▸ TASK ITEM: Check each line of the data for "Critical", then give the number of lines that have it, without any other words.

▸ EXERCISE INPUTS:
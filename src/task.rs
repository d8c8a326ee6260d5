//! Task data structures and related functionality.
//!
//! This module defines the `Task` record with its time entries and comments,
//! plus the draft and patch shapes used to create and edit tasks.

use chrono::{DateTime, NaiveDate, TimeZone, Utc};
use serde::{Deserialize, Serialize};

use crate::fields::*;

/// A unit of tracked work moving through the approval lifecycle.
///
/// `updated_at` never precedes `created_at`, and `closed_at` is only set while
/// the task sits in `closed`.
#[derive(Debug, Clone, PartialEq, Serialize, Deserialize)]
#[serde(rename_all = "camelCase")]
pub struct Task {
    pub id: u64,
    pub title: String,
    #[serde(default)]
    pub description: String,
    pub priority: Priority,
    pub status: Status,
    pub assignee_id: u64,
    pub created_by: u64,
    pub created_at: DateTime<Utc>,
    pub updated_at: DateTime<Utc>,
    #[serde(default, skip_serializing_if = "Option::is_none")]
    pub due_date: Option<NaiveDate>,
    #[serde(default, skip_serializing_if = "Option::is_none")]
    pub closed_at: Option<DateTime<Utc>>,
    #[serde(default)]
    pub tags: Vec<String>,
    #[serde(default)]
    pub comments: Vec<Comment>,
    #[serde(default)]
    pub time_entries: Vec<TimeEntry>,
}

impl Task {
    /// Sum of logged hours; always derived from the entries.
    pub fn total_hours(&self) -> f64 {
        self.time_entries.iter().map(|e| e.hours).sum()
    }

    /// Past its due date and not yet closed.
    pub fn is_overdue(&self, today: NaiveDate) -> bool {
        self.status != Status::Closed && self.due_date.is_some_and(|d| d < today)
    }

    pub(crate) fn next_entry_id(&self) -> u64 {
        self.time_entries.iter().map(|e| e.id).max().unwrap_or(0) + 1
    }
}

/// Hours logged by one user against one task on a given work date.
#[derive(Debug, Clone, PartialEq, Serialize, Deserialize)]
#[serde(rename_all = "camelCase")]
pub struct TimeEntry {
    pub id: u64,
    pub task_id: u64,
    pub user_id: u64,
    #[serde(default)]
    pub description: String,
    pub hours: f64,
    pub date: NaiveDate,
    pub created_at: DateTime<Utc>,
}

/// Discussion note attached to a task. Stored and displayed, never edited.
#[derive(Debug, Clone, PartialEq, Serialize, Deserialize)]
#[serde(rename_all = "camelCase")]
pub struct Comment {
    pub id: u64,
    pub task_id: u64,
    pub user_id: u64,
    pub content: String,
    pub created_at: DateTime<Utc>,
}

/// Caller-supplied fields of a new task. The repository assigns id and timestamps.
#[derive(Debug, Clone, PartialEq)]
pub struct TaskDraft {
    pub title: String,
    pub description: String,
    pub priority: Priority,
    pub status: Status,
    pub assignee_id: u64,
    pub created_by: u64,
    pub due_date: Option<NaiveDate>,
    pub tags: Vec<String>,
}

impl TaskDraft {
    pub fn new(title: impl Into<String>, assignee_id: u64, created_by: u64) -> Self {
        TaskDraft {
            title: title.into(),
            description: String::new(),
            priority: Priority::Medium,
            status: Status::Open,
            assignee_id,
            created_by,
            due_date: None,
            tags: Vec::new(),
        }
    }
}

/// Partial update of the editable task fields. `None` leaves a field untouched.
#[derive(Debug, Clone, Default, PartialEq)]
pub struct TaskPatch {
    pub title: Option<String>,
    pub description: Option<String>,
    pub priority: Option<Priority>,
    pub assignee_id: Option<u64>,
    /// `Some(None)` clears the due date.
    pub due_date: Option<Option<NaiveDate>>,
    pub tags: Option<Vec<String>>,
}

impl TaskPatch {
    pub fn is_empty(&self) -> bool {
        *self == TaskPatch::default()
    }

    pub fn apply(&self, task: &mut Task) {
        if let Some(title) = &self.title {
            task.title = title.clone();
        }
        if let Some(desc) = &self.description {
            task.description = desc.clone();
        }
        if let Some(p) = self.priority {
            task.priority = p;
        }
        if let Some(a) = self.assignee_id {
            task.assignee_id = a;
        }
        if let Some(due) = self.due_date {
            task.due_date = due;
        }
        if let Some(tags) = &self.tags {
            task.tags = tags.clone();
        }
    }
}

/// Caller-supplied part of a time entry; id, task and log timestamp are assigned on append.
#[derive(Debug, Clone, PartialEq)]
pub struct TimeEntryDraft {
    pub hours: f64,
    pub date: NaiveDate,
    pub description: String,
}

fn at(y: i32, m: u32, d: u32, h: u32, min: u32) -> DateTime<Utc> {
    Utc.with_ymd_and_hms(y, m, d, h, min, 0)
        .single()
        .unwrap_or(DateTime::<Utc>::UNIX_EPOCH)
}

/// The two sample tasks written to a fresh store.
pub fn default_tasks() -> Vec<Task> {
    vec![
        Task {
            id: 1,
            title: "Fix login validation bug".into(),
            description: "The login form is not properly validating email format".into(),
            priority: Priority::High,
            status: Status::InProgress,
            assignee_id: 1,
            created_by: 2,
            created_at: at(2024, 1, 15, 10, 0),
            updated_at: at(2024, 1, 15, 14, 30),
            due_date: NaiveDate::from_ymd_opt(2024, 1, 20),
            closed_at: None,
            tags: vec!["bug".into(), "authentication".into()],
            comments: Vec::new(),
            time_entries: vec![TimeEntry {
                id: 1,
                task_id: 1,
                user_id: 1,
                description: "Investigating validation logic".into(),
                hours: 2.5,
                date: NaiveDate::from_ymd_opt(2024, 1, 15).unwrap_or_default(),
                created_at: at(2024, 1, 15, 14, 30),
            }],
        },
        Task {
            id: 2,
            title: "Implement dark mode toggle".into(),
            description: "Add dark mode support throughout the application".into(),
            priority: Priority::Medium,
            status: Status::Open,
            assignee_id: 3,
            created_by: 2,
            created_at: at(2024, 1, 14, 9, 0),
            updated_at: at(2024, 1, 14, 9, 0),
            due_date: NaiveDate::from_ymd_opt(2024, 1, 25),
            closed_at: None,
            tags: vec!["feature".into(), "ui".into()],
            comments: Vec::new(),
            time_entries: Vec::new(),
        },
    ]
}

#[cfg(test)]
mod tests {
    use super::*;

    #[test]
    fn test_total_hours_sums_entries() {
        let tasks = default_tasks();
        assert_eq!(tasks[0].total_hours(), 2.5);
        assert_eq!(tasks[1].total_hours(), 0.0);
    }

    #[test]
    fn test_overdue_ignores_closed_tasks() {
        let mut task = default_tasks().remove(1);
        let today = NaiveDate::from_ymd_opt(2024, 2, 1).unwrap();
        assert!(task.is_overdue(today));
        task.status = Status::Closed;
        assert!(!task.is_overdue(today));
        task.status = Status::Open;
        task.due_date = None;
        assert!(!task.is_overdue(today));
    }

    #[test]
    fn test_patch_clears_due_date_and_keeps_other_fields() {
        let mut task = default_tasks().remove(1);
        let patch = TaskPatch {
            due_date: Some(None),
            priority: Some(Priority::Critical),
            ..TaskPatch::default()
        };
        patch.apply(&mut task);
        assert_eq!(task.due_date, None);
        assert_eq!(task.priority, Priority::Critical);
        assert_eq!(task.title, "Implement dark mode toggle");
        assert!(TaskPatch::default().is_empty());
        assert!(!patch.is_empty());
    }

    #[test]
    fn test_task_json_uses_camel_case_layout() {
        let task = default_tasks().remove(0);
        let v = serde_json::to_value(&task).unwrap();
        assert_eq!(v["assigneeId"], 1);
        assert_eq!(v["status"], "in-progress");
        assert_eq!(v["timeEntries"][0]["date"], "2024-01-15");
        assert!(v.get("closedAt").is_none());
        let back: Task = serde_json::from_value(v).unwrap();
        assert_eq!(back, task);
    }
}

▸ TASK OUTPUT: 2